++++ INPUT DATA ++++
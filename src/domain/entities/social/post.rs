//! 피드 게시글 엔티티

use mongodb::bson::{oid::ObjectId, DateTime};
use serde::{Deserialize, Serialize};
use crate::core::errors::AppError;
use crate::utils::string_utils::extract_hashtags;

pub const MAX_POST_LENGTH: usize = 5000;

/// `posts` 컬렉션 문서
#[derive(Debug, Clone, PartialEq, Serialize, Deserialize)]
pub struct Post {
    #[serde(rename = "_id", skip_serializing_if = "Option::is_none")]
    pub id: Option<ObjectId>,
    pub author_id: ObjectId,
    #[serde(default)]
    pub content: String,
    #[serde(default)]
    pub media_urls: Vec<String>,
    #[serde(default)]
    pub hashtags: Vec<String>,
    #[serde(default)]
    pub likes: Vec<ObjectId>,
    #[serde(default)]
    pub likes_count: i64,
    #[serde(default)]
    pub comments_count: i64,
    pub created_at: DateTime,
    pub updated_at: DateTime,
}

/// 본문 변경 전후 해시태그 차이
#[derive(Debug, Default, PartialEq)]
pub struct HashtagChange {
    pub added: Vec<String>,
    pub removed: Vec<String>,
}

impl Post {
    pub fn new(author_id: ObjectId, content: String, media_urls: Vec<String>) -> Result<Self, AppError> {
        validate_body(&content, &media_urls)?;

        let now = DateTime::now();
        Ok(Self {
            id: None,
            author_id,
            hashtags: extract_hashtags(&content),
            content,
            media_urls,
            likes: Vec::new(),
            likes_count: 0,
            comments_count: 0,
            created_at: now,
            updated_at: now,
        })
    }

    pub fn is_owned_by(&self, user_id: &ObjectId) -> bool {
        &self.author_id == user_id
    }

    /// 본문/미디어를 교체하고 해시태그 변화를 돌려줍니다.
    pub fn edit(&mut self, content: String, media_urls: Vec<String>) -> Result<HashtagChange, AppError> {
        validate_body(&content, &media_urls)?;

        let new_tags = extract_hashtags(&content);
        let change = HashtagChange {
            added: new_tags.iter().filter(|t| !self.hashtags.contains(t)).cloned().collect(),
            removed: self.hashtags.iter().filter(|t| !new_tags.contains(t)).cloned().collect(),
        };

        self.content = content;
        self.media_urls = media_urls;
        self.hashtags = new_tags;
        self.updated_at = DateTime::now();

        Ok(change)
    }

    /// 좋아요 토글. 토글 후 좋아요 상태를 돌려줍니다.
    pub fn toggle_like(&mut self, user_id: ObjectId) -> bool {
        let liked = if self.likes.contains(&user_id) {
            self.likes.retain(|id| id != &user_id);
            false
        } else {
            self.likes.push(user_id);
            true
        };
        self.likes_count = self.likes.len() as i64;
        liked
    }
}

/// 본문은 5000자 이하. 미디어가 없으면 본문이 필수입니다.
fn validate_body(content: &str, media_urls: &[String]) -> Result<(), AppError> {
    if content.chars().count() > MAX_POST_LENGTH {
        return Err(AppError::ValidationError(format!(
            "게시글은 {}자 이하여야 합니다", MAX_POST_LENGTH
        )));
    }
    if content.trim().is_empty() && media_urls.is_empty() {
        return Err(AppError::ValidationError("게시글 내용 또는 미디어가 필요합니다".to_string()));
    }
    Ok(())
}

#[cfg(test)]
mod tests {
    use super::*;

    #[test]
    fn test_content_or_media_required() {
        assert!(Post::new(ObjectId::new(), "   ".into(), vec![]).is_err());
        assert!(Post::new(ObjectId::new(), "".into(), vec!["https://cdn/x.png".into()]).is_ok());
        assert!(Post::new(ObjectId::new(), "a".repeat(5001), vec![]).is_err());
        assert!(Post::new(ObjectId::new(), "가".repeat(5000), vec![]).is_ok());
    }

    #[test]
    fn test_hashtags_extracted_on_create() {
        let post = Post::new(ObjectId::new(), "오늘도 #Rust #rust #actix".into(), vec![]).unwrap();
        assert_eq!(post.hashtags, vec!["rust", "actix"]);
    }

    #[test]
    fn test_edit_reports_hashtag_change() {
        let mut post = Post::new(ObjectId::new(), "#rust #mongo".into(), vec![]).unwrap();
        let change = post.edit("#rust #redis".into(), vec![]).unwrap();

        assert_eq!(change.added, vec!["redis"]);
        assert_eq!(change.removed, vec!["mongo"]);
        assert_eq!(post.hashtags, vec!["rust", "redis"]);
    }

    #[test]
    fn test_toggle_like() {
        let mut post = Post::new(ObjectId::new(), "hi".into(), vec![]).unwrap();
        let user = ObjectId::new();

        assert!(post.toggle_like(user));
        assert_eq!(post.likes_count, 1);
        assert!(!post.toggle_like(user));
        assert_eq!(post.likes_count, 0);
    }
}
++++
● **ACTIVITY**
Return nothing but the lines from the first line of the listing through the line with "use crate::utils::string_utils::extract_hashtags;", please, keeping every one of them unchanged.

● **WRITTEN RESPONSE**
filename src/domain/entities/social/post.rs
//! 피드 게시글 엔티티

use mongodb::bson::{oid::ObjectId, DateTime};
use serde::{Deserialize, Serialize};
use crate::core::errors::AppError;
use crate::utils::string_utils::extract_hashtags;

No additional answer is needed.